◆ **WORK REQUEST**
In the records that follow, locate every line with "names" and extract it.

****************

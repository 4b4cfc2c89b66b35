use std::collections::{HashMap, HashSet};

use serde::{Deserialize, Serialize};
use serde_json::{json, Map, Value};

use crate::error::{AssistantError, Result};

#[derive(Debug, Clone, Copy, PartialEq, Eq, Serialize, Deserialize)]
#[serde(rename_all = "lowercase")]
pub enum ParamType {
    String,
    Integer,
    Number,
    Boolean,
}

impl ParamType {
    pub fn as_str(&self) -> &'static str {
        match self {
            ParamType::String => "string",
            ParamType::Integer => "integer",
            ParamType::Number => "number",
            ParamType::Boolean => "boolean",
        }
    }

    /// Map an OpenAPI/JSON-Schema primitive type name.
    pub fn from_schema_type(name: &str) -> Option<Self> {
        match name {
            "string" => Some(ParamType::String),
            "integer" => Some(ParamType::Integer),
            "number" => Some(ParamType::Number),
            "boolean" => Some(ParamType::Boolean),
            _ => None,
        }
    }

    fn accepts(&self, value: &Value) -> bool {
        match self {
            ParamType::String => value.is_string(),
            ParamType::Integer => value.is_i64() || value.is_u64(),
            ParamType::Number => value.is_number(),
            ParamType::Boolean => value.is_boolean(),
        }
    }
}

#[derive(Debug, Clone, PartialEq, Serialize, Deserialize)]
pub struct ParameterSpec {
    pub name: String,
    #[serde(rename = "type")]
    pub ty: ParamType,
    pub required: bool,
    #[serde(default)]
    pub description: Option<String>,
    #[serde(default)]
    pub default: Option<Value>,
}

impl ParameterSpec {
    pub fn required(name: impl Into<String>, ty: ParamType, description: impl Into<String>) -> Self {
        Self {
            name: name.into(),
            ty,
            required: true,
            description: Some(description.into()),
            default: None,
        }
    }

    pub fn optional(name: impl Into<String>, ty: ParamType, description: impl Into<String>) -> Self {
        Self {
            name: name.into(),
            ty,
            required: false,
            description: Some(description.into()),
            default: None,
        }
    }

    pub fn with_default(mut self, default: Value) -> Self {
        self.default = Some(default);
        self
    }
}

/// Declaration of one remote operation the model may call.
#[derive(Debug, Clone, PartialEq, Serialize, Deserialize)]
pub struct ToolSpec {
    pub name: String,
    pub description: String,
    /// Path on the knowledge-graph API, or an absolute URL.
    pub endpoint: String,
    pub parameters: Vec<ParameterSpec>,
}

impl ToolSpec {
    pub fn new(
        name: impl Into<String>,
        endpoint: impl Into<String>,
        description: impl Into<String>,
    ) -> Self {
        Self {
            name: name.into(),
            description: description.into(),
            endpoint: endpoint.into(),
            parameters: Vec::new(),
        }
    }

    pub fn param(mut self, parameter: ParameterSpec) -> Self {
        self.parameters.push(parameter);
        self
    }

    fn validate(&self) -> Result<()> {
        if self.name.trim().is_empty() {
            return Err(AssistantError::Schema("tool name must not be empty".into()));
        }
        if self.description.trim().is_empty() {
            return Err(AssistantError::Schema(format!(
                "tool `{}` has no description",
                self.name
            )));
        }
        let mut seen = HashSet::new();
        for param in &self.parameters {
            if !seen.insert(param.name.as_str()) {
                return Err(AssistantError::Schema(format!(
                    "tool `{}` declares parameter `{}` twice",
                    self.name, param.name
                )));
            }
            if !param.required {
                continue;
            }
            let described = param
                .description
                .as_deref()
                .map(|d| !d.trim().is_empty())
                .unwrap_or(false);
            if !described {
                return Err(AssistantError::Schema(format!(
                    "required parameter `{}` of tool `{}` has no description",
                    param.name, self.name
                )));
            }
            if param.default.is_some() {
                return Err(AssistantError::Schema(format!(
                    "required parameter `{}` of tool `{}` must not declare a default",
                    param.name, self.name
                )));
            }
        }
        Ok(())
    }

    /// JSON Schema object for the function-calling protocol.
    pub fn json_schema(&self) -> Value {
        let mut properties = Map::new();
        let mut required = Vec::new();
        for param in &self.parameters {
            let mut prop = Map::new();
            prop.insert("type".into(), json!(param.ty.as_str()));
            if let Some(description) = &param.description {
                prop.insert("description".into(), json!(description));
            }
            if let Some(default) = &param.default {
                prop.insert("default".into(), default.clone());
            }
            properties.insert(param.name.clone(), Value::Object(prop));
            if param.required {
                required.push(json!(param.name));
            }
        }
        json!({
            "type": "object",
            "properties": properties,
            "required": required,
        })
    }

    /// Check model-supplied arguments against the declared parameters and
    /// encode them as query pairs in declaration order.
    pub fn bind_arguments(&self, arguments: &Value) -> Result<Vec<(String, String)>> {
        let empty = Map::new();
        let args = match arguments {
            Value::Object(map) => map,
            Value::Null => &empty,
            other => {
                return Err(AssistantError::Protocol(format!(
                    "arguments for `{}` must be a JSON object, got `{other}`",
                    self.name
                )))
            }
        };

        for key in args.keys() {
            if !self.parameters.iter().any(|p| &p.name == key) {
                tracing::debug!(tool = %self.name, argument = %key, "ignoring undeclared argument");
            }
        }

        let mut query = Vec::new();
        for param in &self.parameters {
            let value = match args.get(&param.name).filter(|v| !v.is_null()) {
                Some(value) => value,
                None => match &param.default {
                    Some(default) => default,
                    None if param.required => {
                        return Err(AssistantError::Protocol(format!(
                            "missing required argument `{}` for `{}`",
                            param.name, self.name
                        )))
                    }
                    None => continue,
                },
            };
            if !param.ty.accepts(value) {
                return Err(AssistantError::Protocol(format!(
                    "argument `{}` for `{}` must be of type {}, got `{value}`",
                    param.name,
                    self.name,
                    param.ty.as_str()
                )));
            }
            let encoded = match value {
                Value::String(text) => text.clone(),
                other => other.to_string(),
            };
            query.push((param.name.clone(), encoded));
        }
        Ok(query)
    }
}

/// Static description of a tool handed to the language model.
#[derive(Clone, Debug, PartialEq, Serialize, Deserialize)]
pub struct ToolDescription {
    pub name: String,
    pub description: String,
    pub parameters: Option<Value>,
}

#[derive(Debug, Default, Clone)]
pub struct ToolRegistry {
    tools: HashMap<String, ToolSpec>,
}

impl ToolRegistry {
    pub fn new() -> Self {
        Self {
            tools: HashMap::new(),
        }
    }

    /// Add a tool declaration. On error the registry is left untouched.
    pub fn register(&mut self, spec: ToolSpec) -> Result<()> {
        if self.tools.contains_key(&spec.name) {
            return Err(AssistantError::DuplicateTool(spec.name));
        }
        spec.validate()?;
        self.tools.insert(spec.name.clone(), spec);
        Ok(())
    }

    pub fn resolve(&self, name: &str) -> Result<&ToolSpec> {
        self.tools
            .get(name)
            .ok_or_else(|| AssistantError::ToolNotFound(name.to_string()))
    }

    /// Register the operations named in `callable` from an OpenAPI document.
    ///
    /// Operations are matched by `operationId`; each must be a GET with a
    /// `description`, and only query parameters are supported. Either every
    /// listed operation is registered or none is.
    pub fn register_openapi(&mut self, document: &Value, callable: &[&str]) -> Result<usize> {
        let paths = document
            .get("paths")
            .and_then(Value::as_object)
            .ok_or_else(|| AssistantError::Schema("OpenAPI document has no `paths` object".into()))?;

        let mut operations: HashMap<&str, (&str, &str, &Value)> = HashMap::new();
        for (path, item) in paths {
            let Some(methods) = item.as_object() else {
                continue;
            };
            for (method, operation) in methods {
                if let Some(id) = operation.get("operationId").and_then(Value::as_str) {
                    operations.insert(id, (path.as_str(), method.as_str(), operation));
                }
            }
        }

        let mut specs: Vec<ToolSpec> = Vec::with_capacity(callable.len());
        for name in callable {
            let (path, method, operation) = operations.get(name).copied().ok_or_else(|| {
                AssistantError::Schema(format!(
                    "operation `{name}` has no matching operationId in the OpenAPI document"
                ))
            })?;
            if !method.eq_ignore_ascii_case("get") {
                return Err(AssistantError::Schema(format!(
                    "operation `{name}` uses {}; only GET operations can be called",
                    method.to_ascii_uppercase()
                )));
            }
            let description = operation
                .get("description")
                .and_then(Value::as_str)
                .map(str::trim)
                .filter(|d| !d.is_empty())
                .ok_or_else(|| {
                    AssistantError::Schema(format!("operation `{name}` has no description"))
                })?;

            let mut spec = ToolSpec::new(*name, path, description);
            let declared = operation.get("parameters").and_then(Value::as_array);
            for raw in declared.into_iter().flatten() {
                spec = spec.param(openapi_parameter(name, raw)?);
            }
            if self.tools.contains_key(&spec.name) || specs.iter().any(|s| s.name == spec.name) {
                return Err(AssistantError::DuplicateTool(spec.name));
            }
            spec.validate()?;
            specs.push(spec);
        }

        let count = specs.len();
        for spec in specs {
            tracing::debug!(tool = %spec.name, endpoint = %spec.endpoint, "registered OpenAPI operation");
            self.tools.insert(spec.name.clone(), spec);
        }
        Ok(count)
    }

    pub fn names(&self) -> Vec<String> {
        let mut names: Vec<String> = self.tools.keys().cloned().collect();
        names.sort();
        names
    }

    pub fn len(&self) -> usize {
        self.tools.len()
    }

    pub fn is_empty(&self) -> bool {
        self.tools.is_empty()
    }

    pub fn describe(&self) -> Vec<ToolDescription> {
        let mut descriptions: Vec<ToolDescription> = self
            .tools
            .values()
            .map(|tool| ToolDescription {
                name: tool.name.clone(),
                description: tool.description.clone(),
                parameters: Some(tool.json_schema()),
            })
            .collect();

        descriptions.sort_by(|a, b| a.name.cmp(&b.name));
        descriptions
    }
}

fn openapi_parameter(operation: &str, raw: &Value) -> Result<ParameterSpec> {
    let name = raw.get("name").and_then(Value::as_str).ok_or_else(|| {
        AssistantError::Schema(format!("operation `{operation}` has a parameter without a name"))
    })?;
    let location = raw.get("in").and_then(Value::as_str).unwrap_or("query");
    if location != "query" {
        return Err(AssistantError::Schema(format!(
            "parameter `{name}` of `{operation}` is passed in {location}; only query parameters are supported"
        )));
    }
    let schema = raw.get("schema").unwrap_or(&Value::Null);
    let ty = schema_type(schema).ok_or_else(|| {
        AssistantError::Schema(format!(
            "parameter `{name}` of `{operation}` has no supported type"
        ))
    })?;
    let description = raw
        .get("description")
        .or_else(|| schema.get("description"))
        .and_then(Value::as_str)
        .map(str::to_string);

    Ok(ParameterSpec {
        name: name.to_string(),
        ty,
        required: raw.get("required").and_then(Value::as_bool).unwrap_or(false),
        description,
        default: schema.get("default").filter(|v| !v.is_null()).cloned(),
    })
}

/// Primitive type of a parameter schema; nullable `anyOf` unions resolve to
/// their first non-null member.
fn schema_type(schema: &Value) -> Option<ParamType> {
    if let Some(name) = schema.get("type").and_then(Value::as_str) {
        return ParamType::from_schema_type(name);
    }
    schema
        .get("anyOf")
        .and_then(Value::as_array)?
        .iter()
        .find_map(schema_type)
}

****************

◆ **OUTPUT BELOW**
    pub fn names(&self) -> Vec<String> {
        let mut names: Vec<String> = self.tools.keys().cloned().collect();
        names.sort();
        names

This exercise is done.